Le tournant ? Une simple réplique de Bert Gordon (George C. Scott), le coach de Minnesota Fats, lâchée à son poulain : « Continue, le gamin est un loser. » Cette pique atteint Eddie au cœur, ébranle son assurance et creuse en lui une fissure dont il ne se relèvera jamais. Souhaitant prouver à Bert son tempérament, il sombre dans un abîme. Au café de la gare, il rencontre Sarah (Piper Laurie), une « paumée du petit matin », dépressive et alcoolique. Ces deux êtres se reconnaissent, se plaisent et s’apprivoisent.
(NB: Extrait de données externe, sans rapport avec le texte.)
//! Stableprint CLI - compute and verify fingerprints of JSON documents.

use clap::{Parser, Subcommand};
use tracing_subscriber::EnvFilter;

mod commands;

use commands::{canonicalize, hash, verify};

#[derive(Parser)]
#[command(name = "stableprint")]
#[command(about = "Deterministic fingerprints of structured data")]
struct Cli {
    /// Enable debug logging
    #[arg(short, long, global = true)]
    verbose: bool,

    #[command(subcommand)]
    command: Commands,
}

#[derive(Subcommand)]
enum Commands {
    /// Show canonical bytes for input JSON
    Canonicalize {
        /// Input JSON file (or stdin if not provided)
        input: Option<String>,
    },
    /// Compute the fingerprint of input JSON
    Hash {
        /// Input JSON file (or stdin if not provided)
        input: Option<String>,
        /// Digest algorithm (MD5, SHA1, SHA224, SHA256, SHA384, SHA512)
        #[arg(long, default_value = "MD5")]
        digest: String,
        /// Output format (raw, hex, base64, base64url)
        #[arg(long, default_value = "hex")]
        format: String,
        /// Prefix the output with the algorithm name
        #[arg(long)]
        prefix: bool,
    },
    /// Check input JSON against an expected fingerprint
    Verify {
        /// Input JSON file (or stdin if not provided)
        input: Option<String>,
        /// Expected fingerprint; an `ALGORITHM:` prefix selects the digest
        #[arg(long)]
        expected: String,
        /// Digest algorithm used when the expected value has no prefix
        #[arg(long)]
        digest: Option<String>,
        /// Output format of the expected value
        #[arg(long, default_value = "hex")]
        format: String,
    },
}

fn main() {
    let cli = Cli::parse();

    let filter = if cli.verbose { "debug" } else { "warn" };
    tracing_subscriber::fmt()
        .with_writer(std::io::stderr)
        .with_env_filter(
            EnvFilter::try_from_default_env().unwrap_or_else(|_| EnvFilter::new(filter)),
        )
        .init();

    let result = match cli.command {
        Commands::Canonicalize { input } => canonicalize::run(input),
        Commands::Hash {
            input,
            digest,
            format,
            prefix,
        } => hash::run(input, digest, format, prefix),
        Commands::Verify {
            input,
            expected,
            digest,
            format,
        } => verify::run(input, expected, digest, format),
    };

    if let Err(e) = result {
        eprintln!("Error: {}", e);
        std::process::exit(1);
    }
}
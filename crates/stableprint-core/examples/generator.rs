use serde_json::json;
use stableprint_core::{fingerprint, AlgorithmId, FingerprintConfig, OutputFormat};

fn main() {
    let record = json!({
        "id": 42,
        "name": "example",
        "ratio": 0.25,
        "tags": ["alpha", "beta"],
        "owner": null
    });

    for digest in AlgorithmId::ALL {
        let config = FingerprintConfig::new()
            .with_digest(digest)
            .with_format(OutputFormat::Base64Url)
            .with_prefix(true);
        match fingerprint(&record, &config) {
            Ok(fp) => println!("{}", fp),
            Err(err) => {
                eprintln!("fingerprint failed: {}", err);
                std::process::exit(1);
            }
        }
    }
}
//! Fingerprint generation: canonical bytes, digest, output encoding, prefix.
//!
//! ```rust
//! use stableprint_core::{fingerprint, AlgorithmId, FingerprintConfig, OutputFormat};
//! use serde_json::json;
//!
//! let config = FingerprintConfig::new()
//!     .with_digest(AlgorithmId::Sha256)
//!     .with_format(OutputFormat::Base64Url)
//!     .with_prefix(true);
//! let fp = fingerprint(&json!({"b": 2, "a": 1}), &config)?;
//! assert!(fp.to_string().starts_with("SHA256:"));
//! # Ok::<(), stableprint_core::FingerprintError>(())
//! ```

use std::fmt;
use std::sync::OnceLock;

use regex::Regex;
use tracing::debug;

use stableprint_canonical::ToValue;

use crate::algorithm::AlgorithmId;
use crate::config::{FingerprintConfig, FingerprintOptions, FingerprintRequest};
use crate::digest::digest;
use crate::error::FingerprintError;
use crate::format::OutputFormat;

/// Computed fingerprint. Immutable; compared by value.
#[derive(Debug, Clone, PartialEq, Eq, Hash)]
pub struct Fingerprint {
    algorithm: AlgorithmId,
    format: OutputFormat,
    prefixed: bool,
    digest: Vec<u8>,
    output: Vec<u8>,
}

impl Fingerprint {
    fn from_digest(
        algorithm: AlgorithmId,
        format: OutputFormat,
        prefixed: bool,
        digest: Vec<u8>,
    ) -> Self {
        let encoded = format.encode(&digest);
        let output = if prefixed {
            let literal = algorithm.as_str().as_bytes();
            let mut out = Vec::with_capacity(literal.len() + 1 + encoded.len());
            out.extend_from_slice(literal);
            out.push(b':');
            out.extend_from_slice(&encoded);
            out
        } else {
            encoded
        };
        Self {
            algorithm,
            format,
            prefixed,
            digest,
            output,
        }
    }

    /// Algorithm that produced the digest.
    pub fn algorithm(&self) -> AlgorithmId {
        self.algorithm
    }

    /// Output encoding.
    pub fn format(&self) -> OutputFormat {
        self.format
    }

    /// Whether the output carries the `"<ALGORITHM>:"` prefix.
    pub fn is_prefixed(&self) -> bool {
        self.prefixed
    }

    /// Raw digest bytes, before encoding and prefixing.
    pub fn digest(&self) -> &[u8] {
        &self.digest
    }

    /// Full output: prefix (if any) followed by the encoded digest.
    pub fn as_bytes(&self) -> &[u8] {
        &self.output
    }

    /// Full output as text. `None` only for raw output that is not UTF-8.
    pub fn as_str(&self) -> Option<&str> {
        std::str::from_utf8(&self.output).ok()
    }

    /// Consumes the fingerprint, returning the full output.
    pub fn into_bytes(self) -> Vec<u8> {
        self.output
    }
}

impl AsRef<[u8]> for Fingerprint {
    fn as_ref(&self) -> &[u8] {
        &self.output
    }
}

/// Text outputs are written verbatim. Raw output is shown as the prefix (if
/// any) followed by lowercase hex.
impl fmt::Display for Fingerprint {
    fn fmt(&self, f: &mut fmt::Formatter<'_>) -> fmt::Result {
        if self.format.is_text() {
            if let Some(text) = self.as_str() {
                return f.write_str(text);
            }
        }
        if self.prefixed {
            write!(f, "{}:", self.algorithm)?;
        }
        f.write_str(&hex::encode(&self.digest))
    }
}

/// Computes the fingerprint of `data` under `config`.
///
/// # Errors
///
/// Canonicalization failures are returned unchanged as
/// [`FingerprintError::Canonicalization`].
pub fn fingerprint<T: ToValue + ?Sized>(
    data: &T,
    config: &FingerprintConfig,
) -> Result<Fingerprint, FingerprintError> {
    debug!(
        digest = %config.digest,
        format = %config.format,
        prefix = config.prefix,
        "fingerprint:start"
    );
    let bytes = config.canonicalizer().canonicalize(data)?;
    let raw = digest(config.digest, &bytes);
    let result = Fingerprint::from_digest(config.digest, config.format, config.prefix, raw);
    debug!(canonical_len = bytes.len(), "fingerprint:done");
    Ok(result)
}

/// Computes the fingerprint of `data` with the default configuration
/// (MD5, hex, no prefix).
pub fn fingerprint_default<T: ToValue + ?Sized>(data: &T) -> Result<Fingerprint, FingerprintError> {
    fingerprint(data, &FingerprintConfig::default())
}

/// Validates loosely typed `options`, then fingerprints `data`.
///
/// Invalid options fail before `data` is converted or hashed.
pub fn fingerprint_with_options<T: ToValue + ?Sized>(
    data: &T,
    options: &FingerprintOptions,
) -> Result<Fingerprint, FingerprintError> {
    let config = options.validate()?;
    fingerprint(data, &config)
}

/// Fingerprints the `data` member of a request map using its other keys.
pub fn fingerprint_request(request: &FingerprintRequest) -> Result<Fingerprint, FingerprintError> {
    fingerprint_with_options(&request.data, &request.options)
}

/// Splits `"SHA256:..."` into the algorithm and the remaining text.
///
/// Returns `None` when there is no prefix or it names an unknown algorithm.
pub fn split_prefix(text: &str) -> Option<(AlgorithmId, &str)> {
    static PREFIX: OnceLock<Option<Regex>> = OnceLock::new();
    let re = PREFIX
        .get_or_init(|| Regex::new(r"(?s)^([A-Za-z0-9_-]{2,16}):(.*)$").ok())
        .as_ref()?;
    let caps = re.captures(text)?;
    let algorithm = AlgorithmId::lookup(caps.get(1)?.as_str())?;
    Some((algorithm, caps.get(2)?.as_str()))
}

/// Recomputes the fingerprint of `data` and compares it with `expected`.
pub fn verify<T: ToValue + ?Sized>(
    data: &T,
    expected: &[u8],
    config: &FingerprintConfig,
) -> Result<bool, FingerprintError> {
    let computed = fingerprint(data, config)?;
    Ok(computed.as_bytes() == expected)
}

/// Verifies a prefixed fingerprint, taking the algorithm from its prefix.
///
/// Only the text after the prefix is compared, so `sha256:` and `SHA256:`
/// verify alike. `config` supplies the format and serializer; its digest and
/// prefix settings are overridden.
///
/// # Errors
///
/// Returns [`FingerprintError::InvalidAlgorithm`] when `expected` has no
/// recognizable algorithm prefix.
pub fn verify_prefixed<T: ToValue + ?Sized>(
    data: &T,
    expected: &str,
    config: &FingerprintConfig,
) -> Result<bool, FingerprintError> {
    let (algorithm, encoded) = split_prefix(expected).ok_or_else(|| {
        FingerprintError::InvalidAlgorithm(format!("no algorithm prefix in {:?}", expected))
    })?;
    let config = config.clone().with_digest(algorithm).with_prefix(false);
    verify(data, encoded.as_bytes(), &config)
}
use std::fmt;
use std::str::FromStr;

use serde::{Deserialize, Serialize};

use crate::error::FingerprintError;

/// Supported digest algorithms.
///
/// The serialized form and the fingerprint prefix are the canonical literal
/// returned by [`AlgorithmId::as_str`] (`"MD5"`, `"SHA256"`, ...).
#[derive(Debug, Clone, Copy, PartialEq, Eq, Hash, Default, Serialize, Deserialize)]
#[serde(try_from = "String")]
pub enum AlgorithmId {
    /// MD5 (the default).
    #[default]
    #[serde(rename = "MD5")]
    Md5,
    /// SHA-1.
    #[serde(rename = "SHA1")]
    Sha1,
    /// SHA-224.
    #[serde(rename = "SHA224")]
    Sha224,
    /// SHA-256.
    #[serde(rename = "SHA256")]
    Sha256,
    /// SHA-384.
    #[serde(rename = "SHA384")]
    Sha384,
    /// SHA-512.
    #[serde(rename = "SHA512")]
    Sha512,
}

const ALGORITHMS: &[(AlgorithmId, &str, usize)] = &[
    (AlgorithmId::Md5, "MD5", 16),
    (AlgorithmId::Sha1, "SHA1", 20),
    (AlgorithmId::Sha224, "SHA224", 28),
    (AlgorithmId::Sha256, "SHA256", 32),
    (AlgorithmId::Sha384, "SHA384", 48),
    (AlgorithmId::Sha512, "SHA512", 64),
];

impl AlgorithmId {
    /// Every supported algorithm, in table order.
    pub const ALL: [AlgorithmId; 6] = [
        AlgorithmId::Md5,
        AlgorithmId::Sha1,
        AlgorithmId::Sha224,
        AlgorithmId::Sha256,
        AlgorithmId::Sha384,
        AlgorithmId::Sha512,
    ];

    fn entry(self) -> &'static (AlgorithmId, &'static str, usize) {
        // Every variant has a row.
        &ALGORITHMS[self as usize]
    }

    /// Canonical literal, also used as the fingerprint prefix.
    pub fn as_str(self) -> &'static str {
        self.entry().1
    }

    /// Length in bytes of the raw digest.
    pub fn output_len(self) -> usize {
        self.entry().2
    }

    /// Looks up an algorithm by name, ignoring ASCII case, `-` and `_`.
    pub fn lookup(name: &str) -> Option<Self> {
        let normalized: String = name
            .chars()
            .filter(|c| *c != '-' && *c != '_')
            .map(|c| c.to_ascii_uppercase())
            .collect();
        ALGORITHMS
            .iter()
            .find(|(_, literal, _)| *literal == normalized)
            .map(|(alg, _, _)| *alg)
    }
}

impl fmt::Display for AlgorithmId {
    fn fmt(&self, f: &mut fmt::Formatter<'_>) -> fmt::Result {
        f.write_str(self.as_str())
    }
}

impl FromStr for AlgorithmId {
    type Err = FingerprintError;

    fn from_str(s: &str) -> Result<Self, Self::Err> {
        Self::lookup(s).ok_or_else(|| FingerprintError::InvalidAlgorithm(s.to_owned()))
    }
}

impl TryFrom<String> for AlgorithmId {
    type Error = FingerprintError;

    fn try_from(value: String) -> Result<Self, Self::Error> {
        value.parse()
    }
}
De cette liaison naît un nouveau huis clos : dans l’appartement de Sarah, rempli de livres et d’affiches, les deux amants passent leur temps à boire et ruminent leurs angoisses. Une déchéance commune dont ils ne sont pas dupes. Allongée sur le sol, elle tape à la machine cette phrase terrible : « Nous avons un contrat de dépravation. Il ne nous reste plus qu’à tirer le rideau. » Sarah est un personnage magnifique, à mille lieues de la production hollywoodienne courante. Femme forte, intelligente, ni glamour ni starlette, elle possède une lucidité déchirante. Marginale, infirme et solitaire, elle ne renonce toutefois ni à l’espoir ni au désir. Robert Rossen inverse tous les clichés sexistes en vogue dans le polar traditionnel : ce n’est pas elle qui introduit le trouble dans la vie d’Eddie, le pousse sur le mauvais chemin. Au contraire, elle tente de l’aider, dans un élan sincère et désintéressé, sans jamais le retenir dans ses choix.
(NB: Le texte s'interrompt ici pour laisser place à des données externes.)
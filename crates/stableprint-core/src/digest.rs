use std::fmt;

use md5::Md5;
use sha1::Sha1;
use sha2::{Digest, Sha224, Sha256, Sha384, Sha512};

use crate::algorithm::AlgorithmId;

#[derive(Clone)]
enum Hasher {
    Md5(Md5),
    Sha1(Sha1),
    Sha224(Sha224),
    Sha256(Sha256),
    Sha384(Sha384),
    Sha512(Sha512),
}

/// Incremental digest over one of the supported algorithms.
#[derive(Clone)]
pub struct DigestContext {
    algorithm: AlgorithmId,
    hasher: Hasher,
}

impl DigestContext {
    /// Starts a new digest.
    pub fn new(algorithm: AlgorithmId) -> Self {
        let hasher = match algorithm {
            AlgorithmId::Md5 => Hasher::Md5(Md5::new()),
            AlgorithmId::Sha1 => Hasher::Sha1(Sha1::new()),
            AlgorithmId::Sha224 => Hasher::Sha224(Sha224::new()),
            AlgorithmId::Sha256 => Hasher::Sha256(Sha256::new()),
            AlgorithmId::Sha384 => Hasher::Sha384(Sha384::new()),
            AlgorithmId::Sha512 => Hasher::Sha512(Sha512::new()),
        };
        Self { algorithm, hasher }
    }

    /// Algorithm this context computes.
    pub fn algorithm(&self) -> AlgorithmId {
        self.algorithm
    }

    /// Feeds more bytes.
    pub fn update(&mut self, bytes: &[u8]) {
        match &mut self.hasher {
            Hasher::Md5(h) => Digest::update(h, bytes),
            Hasher::Sha1(h) => Digest::update(h, bytes),
            Hasher::Sha224(h) => Digest::update(h, bytes),
            Hasher::Sha256(h) => Digest::update(h, bytes),
            Hasher::Sha384(h) => Digest::update(h, bytes),
            Hasher::Sha512(h) => Digest::update(h, bytes),
        }
    }

    /// Consumes the context and returns the raw digest bytes.
    pub fn finalize(self) -> Vec<u8> {
        match self.hasher {
            Hasher::Md5(h) => h.finalize().to_vec(),
            Hasher::Sha1(h) => h.finalize().to_vec(),
            Hasher::Sha224(h) => h.finalize().to_vec(),
            Hasher::Sha256(h) => h.finalize().to_vec(),
            Hasher::Sha384(h) => h.finalize().to_vec(),
            Hasher::Sha512(h) => h.finalize().to_vec(),
        }
    }
}

impl fmt::Debug for DigestContext {
    fn fmt(&self, f: &mut fmt::Formatter<'_>) -> fmt::Result {
        f.debug_struct("DigestContext")
            .field("algorithm", &self.algorithm)
            .finish_non_exhaustive()
    }
}

/// One-shot digest of `bytes`.
pub fn digest(algorithm: AlgorithmId, bytes: &[u8]) -> Vec<u8> {
    let mut context = DigestContext::new(algorithm);
    context.update(bytes);
    context.finalize()
}
//! Canonicalize command implementation.

use std::io::{self, Write};

use stableprint_canonical::Canonicalizer;

use super::read_json;

pub fn run(input: Option<String>) -> Result<(), Box<dyn std::error::Error>> {
    let value = read_json(input)?;

    let bytes = Canonicalizer::new()
        .canonicalize(&value)
        .map_err(|e| format!("Canonicalization failed: {}", e))?;

    let mut stdout = io::stdout().lock();
    stdout.write_all(&bytes)?;
    stdout.write_all(b"\n")?;
    Ok(())
}
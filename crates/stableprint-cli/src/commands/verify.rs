//! Verify command implementation.

use stableprint_core::{
    split_prefix, verify, verify_prefixed, AlgorithmId, FingerprintConfig, OutputFormat,
};

use super::read_json;

pub fn run(
    input: Option<String>,
    expected: String,
    digest: Option<String>,
    format: String,
) -> Result<(), Box<dyn std::error::Error>> {
    let format: OutputFormat = format.parse()?;
    let digest: AlgorithmId = match digest {
        Some(name) => name.parse()?,
        None => AlgorithmId::default(),
    };
    let config = FingerprintConfig::new().with_digest(digest).with_format(format);

    let value = read_json(input)?;
    let matched = if split_prefix(&expected).is_some() {
        verify_prefixed(&value, &expected, &config)?
    } else {
        verify(&value, expected.as_bytes(), &config)?
    };

    if matched {
        println!("OK");
        Ok(())
    } else {
        Err("fingerprint mismatch".into())
    }
}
Dans L’Arnaqueur, le rôle de la « garce » est finalement tenu par un homme, Bert Gordon, qui joue de son charisme et de son éloquence pour dévoyer Eddie : en scellant leur collaboration, il lui fait signer un pacte faustien. Ses premiers mots, autour d’une table de poker, ont à ce titre valeur de manifeste : « Cash me » – « Payez-moi ». Immoral et cynique, il est à la fois diable, maquereau et patron ultralibéral. Sa relation avec Eddie peut ainsi se lire comme une métaphore évidente du capitalisme : exigeant 75% de ses gains, il tire profit d’une richesse qui ne lui appartient pas, exploite littéralement les mains de son protégé. Dans Sang et or les rapports entre Charlie Davis et son manager Roberts étaient dictés par les mêmes lois – domination et servitude – et conduisaient également à la mort d’une figure exemplaire.
Car il ne suffit pas à Bert de broyer le prolétaire, de casser son outil de travail en lui brisant les pouces – scène terrifiante filmée derrière une porte vitrée. Il lui faut étouffer sa dignité, réduire sa fierté à néant, ressentir « le plaisir aristocratique de le voir s’effondrer » comme le formule Sarah dans la dernière partie. Robert Rossen décrit un monde où les salauds gagnent toujours, avilissant leur entourage et imposant leur prix. Bert distribue les billets, achète les corps et les esprits, achève toute résistance. Il éteindra la dernière lueur de Sarah, qu’il ravale au rang de prostituée et traite avec mépris pour mieux l’éliminer du jeu : « Vous êtes épuisée, comme un cheval en fin de course. Vivez et laissez les autres vivre. Tant que vous le pouvez. » Réalisant sa défaite, Sarah énumèrera les tares de cette humanité corrompue : « Perverted, twisted, crippled » – « Pervers, vicieux, estropiés ». Rarement le cinéma américain s’est aventuré si loin dans la noirceur, et L’Arnaqueur frappe aujourd’hui encore par son âpreté.